Los totalitarismos de cualquier índole no suelen soportar a aquellas voces discordantes, y sus dirigentes, rodeados de mediocridad, solo admiten a los aduladores que les glorifican. Esto mismo lo debe haber comprobado en su momento el escritor austríaco (Viena, Austria 1881 – 1942 Petrópolis, Brasil) en propia persona, cuando en el año 1938 el nazismo prohibió la reproducción de todos sus textos.
Procedente de una familia judía y de alta posición social, desde temprana edad desplegó sus capacidades en distintas disciplinas: se doctoró en filosofía en la universidad vienesa y se desempeñó además como traductor, crítico literario, biógrafo e historiador, llegando a publicar su primera novela hacia el año 1904. Aunque su carrera, como la de otros tantos jóvenes, se vio truncada ante el estallido de la Primera Guerra Mundial, en la que tuvo que incorporarse a las filas del ejército del entonces imperio Austrohúngaro, conflicto que no hizo más que alimentar sus ideas antibelicistas, esas mismas convicciones que le llevaron luego a enfrentarse con las crecientes doctrinas nacionalistas en la década de los años treinta del siglo pasado.
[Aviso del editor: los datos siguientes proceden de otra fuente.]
use crate::error::TouchifyError;
use serde::{Deserialize, Serialize};
use std::path::{Path, PathBuf};
use touchify_sync::SyncConfig;

fn home_dir() -> PathBuf {
    dirs::home_dir().unwrap_or_else(|| PathBuf::from("."))
}

fn default_touchify_dir() -> PathBuf {
    home_dir().join(".touchify")
}

// ============================================================================
// Main Config
// ============================================================================

/// Main configuration structure
#[derive(Debug, Clone, Default, PartialEq, Serialize, Deserialize)]
pub struct Config {
    /// Gateway endpoints and sync timing
    #[serde(default)]
    pub sync: SyncConfig,

    /// Behaviour of the `watch` command
    #[serde(default)]
    pub watch: WatchConfig,
}

#[derive(Debug, Clone, PartialEq, Eq, Serialize, Deserialize)]
pub struct WatchConfig {
    /// Retry the roster fetch on each connect while the roster is still empty
    #[serde(default = "WatchConfig::default_reload_empty_roster")]
    pub reload_empty_roster: bool,
}

impl WatchConfig {
    fn default_reload_empty_roster() -> bool {
        true
    }
}

impl Default for WatchConfig {
    fn default() -> Self {
        Self {
            reload_empty_roster: Self::default_reload_empty_roster(),
        }
    }
}

// ============================================================================
// Config Loader
// ============================================================================

pub struct ConfigLoader;

impl ConfigLoader {
    /// Load from an explicit path, or from the first default location that exists.
    ///
    /// An explicit path must exist. With no file anywhere, built-in defaults are used.
    pub fn load(path: Option<&str>) -> Result<Config, TouchifyError> {
        match Self::resolve_config_path(path)? {
            Some(config_path) => Self::load_file(&config_path),
            None => {
                tracing::debug!("No config file found, using defaults");
                Ok(Config::default())
            }
        }
    }

    fn load_file(config_path: &Path) -> Result<Config, TouchifyError> {
        let content = std::fs::read_to_string(config_path).map_err(|e| {
            TouchifyError::ConfigParseError(format!(
                "Failed to read {}: {}",
                config_path.display(),
                e
            ))
        })?;
        let config: Config = serde_yml::from_str(&content).map_err(|e| {
            TouchifyError::ConfigParseError(format!(
                "Failed to parse {}: {}",
                config_path.display(),
                e
            ))
        })?;
        tracing::info!("Loaded config from {}", config_path.display());
        Ok(config)
    }

    fn resolve_config_path(path: Option<&str>) -> Result<Option<PathBuf>, TouchifyError> {
        if let Some(p) = path {
            let explicit = PathBuf::from(p);
            if !explicit.exists() {
                return Err(TouchifyError::ConfigNotFound(p.to_string()));
            }
            return Ok(Some(explicit));
        }

        Ok(Self::default_paths().into_iter().find(|p| p.exists()))
    }

    fn default_paths() -> Vec<PathBuf> {
        vec![
            default_touchify_dir().join("config.yaml"),
            dirs::config_dir()
                .unwrap_or_else(|| PathBuf::from("."))
                .join("touchify.yaml"),
            PathBuf::from("./touchify.yaml"),
        ]
    }
}

impl Config {
    pub fn load(path: Option<&str>) -> Result<Self, TouchifyError> {
        ConfigLoader::load(path)
    }

    /// Command-line host/port win over both configured endpoints.
    pub fn apply_overrides(&mut self, host: Option<String>, port: Option<u16>) {
        self.sync.override_gateway(host, port);
    }

    pub fn validate(&self) -> Result<(), TouchifyError> {
        self.sync.validate()?;
        Ok(())
    }

    /// Save configuration to file
    pub fn save(&self, path: &Path) -> Result<(), TouchifyError> {
        let content = serde_yml::to_string(self)?;
        if let Some(parent) = path.parent().filter(|p| !p.as_os_str().is_empty()) {
            std::fs::create_dir_all(parent)?;
        }
        std::fs::write(path, content)?;
        Ok(())
    }

    /// Generate a sample configuration
    pub fn sample() -> Self {
        Config::default()
    }

    /// Where `config-sample` writes when no output is given
    pub fn default_path() -> PathBuf {
        default_touchify_dir().join("config.yaml")
    }
}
Una vez acabada la gran contienda se dedicó a viajar por distintos continentes, visitando la Unión Soviética, India, diversos países de América del sur y los Estados Unidos. Viajes que le sirvieron para trabar amistad con escritores, científicos o músicos, personalidades como Máximo Gorki, Albert Einstein o Arturo Toscanini. Para ese entonces, la prohibición de sus publicaciones se iba extendiendo también a los países que sistemáticamente eran sojuzgados e incorporados al Reich alemán. Aunque más allá de estas contingencias, nada impidió que Zweig fuera uno de los autores más populares y prolíficos en los años veinte y treinta; con novelas y relatos tales como El mundo de ayer, Novela de ajedrez, Amok, Ardiente secreto o Carta a una desconocida, los que fueron traducidos a varios idiomas.
Ante el desarrollo de los acontecimientos con un nuevo giro racista del gobierno germánico, sumada a la anexión de Austria y ante la inminencia de una nueva conflagración global, decidió dejar su país para establecerse en Londres primero, donde pronto le alcanzarían las consecuencias de la guerra, para luego cruzar el océano e instalarse con su joven esposa en la ciudad brasileña de Petrópolis, cercana a Río de Janeiro.
Pero no pudo encontrar esa anhelada paz interior que buscaba, más aún con el curso que iban tomando las hostilidades, ante el victorioso avance de los ejércitos fascistas que le hicieron temer lo peor para el futuro del planeta. Situación por la cual el 22 de febrero del año 1942, él y su mujer tomaron la drástica determinación de quitarse la vida; no sin antes dejar tres cartas explicando el porqué de su decisión, cuando en una de ellas con desazón especificaba: “El mundo de mi lengua ha desaparecido y mi patria espiritual, Europa, se ha destruido a sí misma”.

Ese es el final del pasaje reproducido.